La dottoressa stronza. Ah, nonostante sia stata catalogata per direttissima come iperkattiva, è un personaggio di cui adoro parlare. La dottoressa stronza è riuscita a sfiorare una denuncia per omissione di soccorso all’interno di una corsia di ospedale. La dottoressa stronza è figa. La dotteressa stronza è una di quelle che al bar chiede un decaffeinato d’orzo in tazza grande tiepido e macchiato latte di soia solo schiuma (e con sb**ra a parte nda -fredda, secondo mio fratello).

La dottoressa stronza in verità mi sta un sacco sui maroni perché a detta di molti se la faceva col dottor tesoro, perché li si vedeva sempre assieme.

Anche se mi secca tantissimo ammetterlo la tipa qua deve avere due palle cubiche, per essere arrivata dov’è ora. Il mondo della chirurgia è uno dei più maschilisti che esistano. Quindi BRAAAAVA BRAAAAVA dottoressa stronza, però mi stai sui maroni lo stesso.

Ah, nemmeno lei capisce le battute.

La Rosetta : la Rosetta è una carnefice, ma va tra i buoni. Infermiera iperfriulana dalla parlata indecifrabile, con gli accenti tutti storti e la facciona impallinata di lentiggini. Quando si sente arrivare la Rosetta non si sa se essere contenti o disperarsi. Ma forse, quello che si sarebbe dovuto disperare di più è Pingu.

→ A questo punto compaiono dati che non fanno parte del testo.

//! Position pattern distributions.
//!
//! These move stop positions and keep the color order, the opposite of the
//! sort-key distributions which keep positions and move colors. Every
//! pattern starts from even spacing, distorts it, then clamps to `[0, 1]`,
//! sorts, and pins the first and last positions to 0 and 1.

use std::f64::consts::{PI, TAU};

use crate::error::DistributionError;
use crate::gradient::{Gradient, sample_positions};
use crate::trace_debug;

/// Golden ratio used by the complex wave's second term.
const COMPLEX_GOLDEN: f64 = 1.618;

/// A named position pattern with its parameters.
///
/// Parameters are clamped to their supported ranges when positions are
/// generated, so any value is accepted here.
#[derive(Clone, Copy, Debug, PartialEq)]
pub enum PositionPattern {
    /// Ease from the current positions toward even spacing. `strength` in `[0, 1]`.
    Even { strength: f64 },
    /// `((p + offset) mod 1) ^ power`, with `power` in `[0.1, 10]`.
    PowerCurve { power: f64, phase: f64 },
    SineWave {
        frequency: f64,
        amplitude: f64,
        phase: f64,
    },
    HarmonicWave {
        frequency: f64,
        amplitude: f64,
        harmonics: u32,
        phase: f64,
    },
    /// Hypotrochoid x-coordinate used as an offset.
    Spirograph {
        outer_radius: f64,
        inner_radius: f64,
        pen_distance: f64,
        amplitude: f64,
        phase: f64,
    },
    ComplexWave {
        frequency: f64,
        amplitude: f64,
        complexity: u32,
        phase: f64,
    },
    /// Interior positions stepped by the golden angle.
    GoldenRatio { phase: f64 },
}

impl PositionPattern {
    /// Registry keys, in display order.
    pub const NAMES: [&'static str; 7] = [
        "even",
        "power_curves",
        "sine_wave",
        "harmonic_wave",
        "spirograph",
        "complex_wave",
        "golden_ratio",
    ];

    /// The pattern registered under `name` with its default parameters.
    pub fn from_name(name: &str) -> Result<Self, DistributionError> {
        let pattern = match name.to_lowercase().as_str() {
            "even" => Self::Even { strength: 1.0 },
            "power_curves" => Self::PowerCurve {
                power: 2.0,
                phase: 0.0,
            },
            "sine_wave" => Self::SineWave {
                frequency: 2.0,
                amplitude: 0.2,
                phase: 0.0,
            },
            "harmonic_wave" => Self::HarmonicWave {
                frequency: 2.0,
                amplitude: 0.15,
                harmonics: 4,
                phase: 0.0,
            },
            "spirograph" => Self::Spirograph {
                outer_radius: 5.0,
                inner_radius: 3.0,
                pen_distance: 2.0,
                amplitude: 0.2,
                phase: 0.0,
            },
            "complex_wave" => Self::ComplexWave {
                frequency: 2.0,
                amplitude: 0.2,
                complexity: 2,
                phase: 0.0,
            },
            "golden_ratio" => Self::GoldenRatio { phase: 0.0 },
            _ => return Err(DistributionError::UnknownPattern(name.to_string())),
        };
        Ok(pattern)
    }

    #[must_use]
    pub const fn id(&self) -> &'static str {
        match self {
            Self::Even { .. } => "even",
            Self::PowerCurve { .. } => "power_curves",
            Self::SineWave { .. } => "sine_wave",
            Self::HarmonicWave { .. } => "harmonic_wave",
            Self::Spirograph { .. } => "spirograph",
            Self::ComplexWave { .. } => "complex_wave",
            Self::GoldenRatio { .. } => "golden_ratio",
        }
    }

    #[must_use]
    pub const fn display_name(&self) -> &'static str {
        match self {
            Self::Even { .. } => "Even Distribution",
            Self::PowerCurve { .. } => "Power Curves",
            Self::SineWave { .. } => "Sine Wave",
            Self::HarmonicWave { .. } => "Harmonic Wave",
            Self::Spirograph { .. } => "Spirograph",
            Self::ComplexWave { .. } => "Complex Wave",
            Self::GoldenRatio { .. } => "Golden Ratio",
        }
    }

    #[must_use]
    pub const fn description(&self) -> &'static str {
        match self {
            Self::Even { .. } => "Creates perfectly even spacing with gradual strength control",
            Self::PowerCurve { .. } => "Apply exponential curves with phase offset",
            Self::SineWave { .. } => "Apply sinusoidal wave with phase control",
            Self::HarmonicWave { .. } => "Apply multiple harmonics with phase control",
            Self::Spirograph { .. } => "Apply complex cycloid patterns with phase control",
            Self::ComplexWave { .. } => "Apply multi-wave combination with phase control",
            Self::GoldenRatio { .. } => "Apply natural golden ratio spacing with phase control",
        }
    }

    /// Generate `count` positions starting from even spacing.
    #[must_use]
    pub fn positions(&self, count: usize) -> Vec<f64> {
        self.positions_from(&sample_positions(count).collect::<Vec<_>>())
    }

    /// Generate positions starting from `original`. Only [`Even`](Self::Even)
    /// reads the starting positions; the other patterns distort even spacing
    /// of the same length.
    #[must_use]
    pub fn positions_from(&self, original: &[f64]) -> Vec<f64> {
        let count = original.len();
        if count <= 1 {
            return vec![0.5];
        }
        if count == 2 && !matches!(self, Self::Even { .. } | Self::GoldenRatio { .. }) {
            return vec![0.0, 1.0];
        }

        let even: Vec<f64> = sample_positions(count).collect();
        let targets: Vec<f64> = match *self {
            Self::Even { strength } => ease_toward(original, &even, strength),
            Self::PowerCurve { power, phase } => power_curve(&even, power, phase),
            Self::SineWave {
                frequency,
                amplitude,
                phase,
            } => {
                let frequency = frequency.clamp(0.1, 8.0);
                let amplitude = amplitude.clamp(0.0, 0.4);
                even.iter()
                    .map(|p| p + amplitude * (TAU * frequency * p + phase).sin())
                    .collect()
            }
            Self::HarmonicWave {
                frequency,
                amplitude,
                harmonics,
                phase,
            } => harmonic_wave(&even, frequency, amplitude, harmonics, phase),
            Self::Spirograph {
                outer_radius,
                inner_radius,
                pen_distance,
                amplitude,
                phase,
            } => spirograph(
                &even,
                (outer_radius, inner_radius, pen_distance),
                amplitude,
                phase,
            ),
            Self::ComplexWave {
                frequency,
                amplitude,
                complexity,
                phase,
            } => complex_wave(&even, frequency, amplitude, complexity, phase),
            Self::GoldenRatio { phase } => golden_ratio(count, phase),
        };

        finish(targets)
    }

    /// Respace `gradient`'s stops. Stops are paired with the new positions
    /// in ascending position order, so colors keep their left-to-right order.
    pub fn apply(&self, gradient: &mut Gradient) {
        let _span = tracing::debug_span!("position_pattern", pattern = self.id()).entered();

        let mut stops = gradient.color_stops();
        if stops.is_empty() {
            return;
        }
        stops.sort_by(|a, b| a.0.total_cmp(&b.0));

        let original: Vec<f64> = stops.iter().map(|(p, _)| *p).collect();
        let positions = self.positions_from(&original);
        trace_debug!(stops = stops.len(), "applying position pattern");

        gradient.set_color_stops(
            positions
                .into_iter()
                .zip(stops)
                .map(|(position, (_, color))| (position, color)),
        );
    }
}

/// Clamp, sort and pin the endpoints.
fn finish(mut positions: Vec<f64>) -> Vec<f64> {
    for p in &mut positions {
        *p = p.clamp(0.0, 1.0);
    }
    positions.sort_by(f64::total_cmp);
    if positions.len() >= 2 {
        positions[0] = 0.0;
        if let Some(last) = positions.last_mut() {
            *last = 1.0;
        }
    }
    positions
}

/// Smoothstep-eased move from `from` toward `to`.
fn ease_toward(from: &[f64], to: &[f64], strength: f64) -> Vec<f64> {
    let strength = strength.clamp(0.0, 1.0);
    let eased = strength * strength * (3.0 - 2.0 * strength);
    from.iter()
        .zip(to)
        .map(|(a, b)| a + (b - a) * eased)
        .collect()
}

fn power_curve(even: &[f64], power: f64, phase: f64) -> Vec<f64> {
    let power = power.clamp(0.1, 10.0);
    let offset = phase / TAU * 0.5;
    let mut targets: Vec<f64> = even
        .iter()
        .map(|p| (p + offset).rem_euclid(1.0).powf(power))
        .collect();
    if let Some(first) = targets.first_mut() {
        *first = 0.0;
    }
    if let Some(last) = targets.last_mut() {
        *last = 1.0;
    }
    targets
}

fn harmonic_wave(even: &[f64], frequency: f64, amplitude: f64, harmonics: u32, phase: f64) -> Vec<f64> {
    let frequency = frequency.clamp(0.5, 6.0);
    let amplitude = amplitude.clamp(0.0, 0.3);
    let harmonics = harmonics.clamp(2, 6);

    even.iter()
        .map(|p| {
            let wave: f64 = (1..=harmonics)
                .map(|h| {
                    let h = f64::from(h);
                    (TAU * h * frequency * p + phase).sin() / h
                })
                .sum();
            p + amplitude * wave * 0.5 / f64::from(harmonics)
        })
        .collect()
}

fn spirograph(even: &[f64], (outer, inner, pen): (f64, f64, f64), amplitude: f64, phase: f64) -> Vec<f64> {
    let amplitude = amplitude.clamp(0.0, 0.3);
    // a degenerate wheel leaves positions on even spacing
    if inner.abs() < f64::EPSILON || (outer + pen).abs() < f64::EPSILON {
        return even.to_vec();
    }

    even.iter()
        .map(|p| {
            let theta = p * 2.0 * TAU + phase;
            let x = (outer - inner) * theta.cos() + pen * ((outer - inner) / inner * theta).cos();
            p + amplitude * x / (outer + pen)
        })
        .collect()
}

fn complex_wave(even: &[f64], frequency: f64, amplitude: f64, complexity: u32, phase: f64) -> Vec<f64> {
    let frequency = frequency.clamp(0.5, 6.0);
    let amplitude = amplitude.clamp(0.0, 0.3);
    let complexity = complexity.clamp(1, 4);

    even.iter()
        .map(|p| {
            let base = TAU * frequency * p;
            let mut wave = (base + phase).sin();
            if complexity >= 2 {
                wave += 0.6 * (base * COMPLEX_GOLDEN + phase).sin();
            }
            if complexity >= 3 {
                // odd harmonics with alternating sign: a triangle wave
                let triangle: f64 = [1.0, 3.0, 5.0, 7.0]
                    .iter()
                    .enumerate()
                    .map(|(k, n)| {
                        let sign = if k % 2 == 0 { 1.0 } else { -1.0 };
                        sign / (n * n) * (n * base + phase).sin()
                    })
                    .sum();
                wave += 0.4 * triangle;
            }
            if complexity >= 4 {
                let square: f64 = [1.0, 3.0, 5.0]
                    .iter()
                    .map(|n| (n * base + phase).sin() / n)
                    .sum();
                wave += 0.3 * square;
            }
            p + amplitude * wave / f64::from(complexity)
        })
        .collect()
}

#[allow(clippy::cast_precision_loss, clippy::as_conversions)]
fn golden_ratio(count: usize, phase: f64) -> Vec<f64> {
    let phi = (1.0 + 5.0_f64.sqrt()) / 2.0;
    let golden_angle = 2.0 * PI / (phi * phi);

    (0..count)
        .map(|i| {
            if i == 0 {
                0.0
            } else if i == count - 1 {
                1.0
            } else {
                (i as f64 * golden_angle + phase).rem_euclid(TAU) / TAU
            }
        })
        .collect()
}

#[cfg(test)]
mod tests {
    use super::*;
    use crate::color::Rgb;

    fn assert_well_formed(positions: &[f64]) {
        assert_eq!(positions.first().copied(), Some(0.0));
        assert_eq!(positions.last().copied(), Some(1.0));
        assert!(positions.windows(2).all(|w| w[0] <= w[1]));
    }

    #[test]
    fn test_every_named_pattern_is_well_formed() {
        for name in PositionPattern::NAMES {
            let pattern = PositionPattern::from_name(name).expect("registered pattern");
            assert_eq!(pattern.id(), name);
            let positions = pattern.positions(9);
            assert_eq!(positions.len(), 9, "{name}");
            assert_well_formed(&positions);
        }
    }

    #[test]
    fn test_small_counts() {
        let sine = PositionPattern::from_name("sine_wave").expect("pattern");
        assert_eq!(sine.positions(1), vec![0.5]);
        assert_eq!(sine.positions(2), vec![0.0, 1.0]);
        assert_eq!(sine.positions(0), vec![0.5]);
    }

    #[test]
    fn test_even_strength_eases() {
        let original = [0.0, 0.1, 0.2, 1.0];
        let full = PositionPattern::Even { strength: 1.0 }.positions_from(&original);
        let expected = [0.0, 1.0 / 3.0, 2.0 / 3.0, 1.0];
        assert!(full.iter().zip(expected).all(|(a, b)| (a - b).abs() < 1e-12));

        let none = PositionPattern::Even { strength: 0.0 }.positions_from(&original);
        assert_eq!(none, original.to_vec());

        // smoothstep(0.5) = 0.5
        let half = PositionPattern::Even { strength: 0.5 }.positions_from(&original);
        assert!((half[1] - (0.1 + (1.0 / 3.0 - 0.1) * 0.5)).abs() < 1e-12);
    }

    #[test]
    fn test_power_curve_squares_positions() {
        let positions = PositionPattern::PowerCurve {
            power: 2.0,
            phase: 0.0,
        }
        .positions(5);
        let expected = [0.0, 0.0625, 0.25, 0.5625, 1.0];
        assert!(positions.iter().zip(expected).all(|(a, b)| (a - b).abs() < 1e-12));
    }

    #[test]
    fn test_golden_ratio_interior() {
        let positions = PositionPattern::GoldenRatio { phase: 0.0 }.positions(3);
        let phi = (1.0 + 5.0_f64.sqrt()) / 2.0;
        let expected = 1.0 / (phi * phi);
        assert!((positions[1] - expected).abs() < 1e-12);
    }

    #[test]
    fn test_zero_amplitude_is_even() {
        let positions = PositionPattern::SineWave {
            frequency: 3.0,
            amplitude: 0.0,
            phase: 1.0,
        }
        .positions(5);
        assert_eq!(positions, vec![0.0, 0.25, 0.5, 0.75, 1.0]);
    }

    #[test]
    fn test_degenerate_spirograph() {
        let positions = PositionPattern::Spirograph {
            outer_radius: 5.0,
            inner_radius: 0.0,
            pen_distance: 2.0,
            amplitude: 0.3,
            phase: 0.0,
        }
        .positions(3);
        assert_eq!(positions, vec![0.0, 0.5, 1.0]);
    }

    #[test]
    fn test_unknown_pattern() {
        assert_eq!(
            PositionPattern::from_name("zigzag"),
            Err(DistributionError::UnknownPattern("zigzag".to_string()))
        );
    }

    #[test]
    fn test_apply_keeps_color_order() {
        let mut gradient = Gradient::from_stops([
            (1.0, Rgb::new(3, 0, 0)),
            (0.0, Rgb::new(1, 0, 0)),
            (0.4, Rgb::new(2, 0, 0)),
        ]);
        PositionPattern::Even { strength: 1.0 }.apply(&mut gradient);
        assert_eq!(
            gradient.color_stops(),
            vec![
                (0.0, Rgb::new(1, 0, 0)),
                (0.5, Rgb::new(2, 0, 0)),
                (1.0, Rgb::new(3, 0, 0)),
            ]
        );
    }
}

Pingu: Lui è un buono, è il piccolo aiutante magico dell’eroe. Costato ben 18 euro in un negozio di giocattoli magici di Bologna non ha abbandonato l’eroe neanche un secondo. Un pinguino valoroso, di pinguini come lui ce ne sono davvero pochi al mondo. Ha affrontato tutte le prove assieme all’eroe ma l’unico vero ostacolo l’ha trovato quando ha incontrato la Rosetta, la sua aguzzina. La Rosetta è più grossa di lui e l’ha sopraffatto solo per superiorità fisica, non c’è altro motivo. Ogni qualvolta lei apparisse con i maroni un pelino più girati del solito, Pingu sapeva quale sarebbe stato il suo destino: sarebbe finito ad ali annodate dietro la schiena a fissare il muro in un angolo, E A PENSARE A QUÉLO CHE L’AVÉA FATO O DITO, PARCHÉ NO SE POLE ANDARE AVANTI CUSSÍ.


to be continued and modified...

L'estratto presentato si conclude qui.